Divergent effects of methylxanthines and adenylate cyclase agonists on monocyte cytotoxicity and cyclic AMP levels

Abstract

The effects of theophylline, isobutylmethylxanthine (IBMX), prostaglandin E1 (PGE1) and isoproterenol on [human] monocyte antibody-dependent cytotoxicity (ADCC) were compared to their effects on monocyte cAMP levels. Theophylline (2 mmol/l) halved ADCC and gave a 2-fold increase in cAMP levels. At concentrations not elevating cAMP, theophylline inhibited ADCC significantly.

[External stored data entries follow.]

//! Access-token management for the Gooee OAuth2 token endpoint.
//!
//! The provider owns the access/refresh token pair; handlers only ever see
//! the opaque access token they need for a single vendor call.

use async_trait::async_trait;
use chrono::{DateTime, Duration, Utc};
use serde::Deserialize;
use tokio::sync::Mutex;
use tracing::{info, warn};

use crate::config::Config;
use crate::error::AuthError;

/// Leeway subtracted from expiry so an in-flight vendor call never races the
/// token's actual expiration.
const EXPIRY_SKEW_SECS: i64 = 60;

/// A cached access token and its expiry.
#[derive(Debug, Clone)]
pub struct Token {
    pub access_token: String,
    pub expires_at: DateTime<Utc>,
}

impl Token {
    /// Valid while `now < expires_at - skew`.
    pub fn is_valid_at(&self, now: DateTime<Utc>) -> bool {
        now < self.expires_at - Duration::seconds(EXPIRY_SKEW_SECS)
    }
}

/// Source of vendor access tokens. Implemented by [`OauthTokenProvider`] for
/// the real token endpoint and by fakes in tests.
#[async_trait]
pub trait TokenProvider: Send + Sync {
    /// Returns a currently valid access token, refreshing if needed.
    async fn access_token(&self) -> Result<String, AuthError>;

    /// Performs one refresh exchange, replacing the cached token only on
    /// success; a failed exchange leaves the cache as it was.
    async fn refresh(&self) -> Result<String, AuthError>;
}

#[derive(Debug, Deserialize)]
struct TokenResponse {
    access_token: String,
    expires_in: i64,
    #[serde(default)]
    refresh_token: Option<String>,
}

/// Refresh-token exchange against the vendor's OAuth2 endpoint.
pub struct OauthTokenProvider {
    http: reqwest::Client,
    token_url: String,
    client_id: String,
    client_secret: String,
    refresh_token: Mutex<Option<String>>,
    cached: Mutex<Option<Token>>,
}

impl OauthTokenProvider {
    pub fn new(config: &Config, http: reqwest::Client) -> Self {
        Self {
            http,
            token_url: config.token_url.clone(),
            client_id: config.client_id.clone(),
            client_secret: config.client_secret.clone(),
            refresh_token: Mutex::new(config.refresh_token.clone()),
            cached: Mutex::new(None),
        }
    }

    /// Seed the cache, e.g. with a token restored from a warm start.
    pub fn with_cached_token(self, token: Token) -> Self {
        Self {
            cached: Mutex::new(Some(token)),
            ..self
        }
    }

    /// Performs the refresh exchange. Called with the cache lock held so one
    /// invocation never issues two concurrent refreshes; the cache is only
    /// replaced on success, leaving the stale token in place on failure.
    async fn refresh_locked(&self, cached: &mut Option<Token>) -> Result<String, AuthError> {
        let refresh_token = {
            let guard = self.refresh_token.lock().await;
            guard.clone().ok_or(AuthError::MissingRefreshToken)?
        };

        let params = [
            ("grant_type", "refresh_token"),
            ("refresh_token", refresh_token.as_str()),
            ("client_id", self.client_id.as_str()),
            ("client_secret", self.client_secret.as_str()),
        ];

        let response = self
            .http
            .post(&self.token_url)
            .form(&params)
            .send()
            .await
            .map_err(|e| AuthError::Transport(e.to_string()))?;

        let status = response.status();
        if !status.is_success() {
            let body = response.text().await.unwrap_or_default();
            warn!(status = %status, "token refresh rejected");
            return Err(AuthError::RefreshRejected(format!("{}: {}", status, body)));
        }

        let token: TokenResponse = response
            .json()
            .await
            .map_err(|e| AuthError::Transport(format!("undecodable token response: {}", e)))?;

        // Vendors may rotate the refresh token on each exchange.
        if let Some(rotated) = token.refresh_token {
            let mut guard = self.refresh_token.lock().await;
            *guard = Some(rotated);
        }

        let fresh = Token {
            access_token: token.access_token,
            expires_at: Utc::now() + Duration::seconds(token.expires_in),
        };
        info!(expires_at = %fresh.expires_at, "access token refreshed");
        let access = fresh.access_token.clone();
        *cached = Some(fresh);
        Ok(access)
    }
}

#[async_trait]
impl TokenProvider for OauthTokenProvider {
    async fn access_token(&self) -> Result<String, AuthError> {
        let mut cached = self.cached.lock().await;
        if let Some(token) = cached.as_ref() {
            if token.is_valid_at(Utc::now()) {
                return Ok(token.access_token.clone());
            }
        }
        self.refresh_locked(&mut cached).await
    }

    async fn refresh(&self) -> Result<String, AuthError> {
        let mut cached = self.cached.lock().await;
        self.refresh_locked(&mut cached).await
    }
}

#[cfg(test)]
mod tests {
    use super::*;

    fn provider(refresh_token: Option<&str>) -> OauthTokenProvider {
        let config = Config {
            api_url: "https://api.gooee.io".to_string(),
            token_url: "https://api.gooee.io/oauth/token".to_string(),
            client_id: "client".to_string(),
            client_secret: "secret".to_string(),
            refresh_token: refresh_token.map(String::from),
            vendor_timeout: std::time::Duration::from_secs(8),
        };
        OauthTokenProvider::new(&config, reqwest::Client::new())
    }

    #[test]
    fn token_validity_respects_skew() {
        let now = Utc::now();
        let token = Token {
            access_token: "abc".to_string(),
            expires_at: now + Duration::seconds(EXPIRY_SKEW_SECS + 1),
        };
        assert!(token.is_valid_at(now));

        let expiring = Token {
            access_token: "abc".to_string(),
            expires_at: now + Duration::seconds(EXPIRY_SKEW_SECS),
        };
        assert!(!expiring.is_valid_at(now));
    }

    #[tokio::test]
    async fn missing_refresh_token_fails_without_network() {
        let err = provider(None).access_token().await.unwrap_err();
        assert!(matches!(err, AuthError::MissingRefreshToken));
    }

    #[tokio::test]
    async fn cached_valid_token_is_returned_as_is() {
        let provider = provider(None).with_cached_token(Token {
            access_token: "cached".to_string(),
            expires_at: Utc::now() + Duration::seconds(3600),
        });
        // No refresh token is configured, so any refresh attempt would fail;
        // a cache hit is the only way this succeeds.
        assert_eq!(provider.access_token().await.unwrap(), "cached");
    }

    #[tokio::test]
    async fn failed_refresh_leaves_cached_token_untouched() {
        let provider = provider(None).with_cached_token(Token {
            access_token: "stale".to_string(),
            expires_at: Utc::now() - Duration::seconds(1),
        });

        let err = provider.refresh().await.unwrap_err();
        assert!(matches!(err, AuthError::MissingRefreshToken));

        // The stale token stays in place for diagnostics.
        let cached = provider.cached.lock().await;
        assert_eq!(cached.as_ref().unwrap().access_token, "stale");
    }

    #[tokio::test]
    async fn expired_cache_is_not_reused() {
        let provider = provider(None).with_cached_token(Token {
            access_token: "stale".to_string(),
            expires_at: Utc::now() - Duration::seconds(1),
        });
        let err = provider.access_token().await.unwrap_err();
        assert!(matches!(err, AuthError::MissingRefreshToken));
    }
}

Incubation of monocytes with IBMX, PGE1 and isoproterenol ADCC was only modestly inhibited, while these agents gave larger increments (3- to 8-fold) in cAMP levels than theophylline did. Low concentrations of IBMX (50 .mu.mol/l) elevated cAMP without affecting monocyte ADCC, whereas PGE1 and isoproterenol inhibited ADCC dose-dependently comparable to increases in cAMP. In doses giving similar inhibition of ADCC, addition of PGE1 resulted in larger cAMP increments than did isoproterenol. The effects of IBMX, PGE1 and isoproterenol were dependent on target cell to effector cell ratio and increased during preincubation with the agents. The inhibition of ADCC by the agents was accompanied by a depressed monocyte lysozyme release and depressed activation of hexose monophosphate shunt. Only theophylline affected monocyte attachment to sensitized target cells. These results argue against the general inverse relationship between cAMP content and inhibition of monocyte ADCC and demonstrate that theophylline, independent of increases in cAMP, inhibits ADCC probably by abrogation of monocyte binding activity.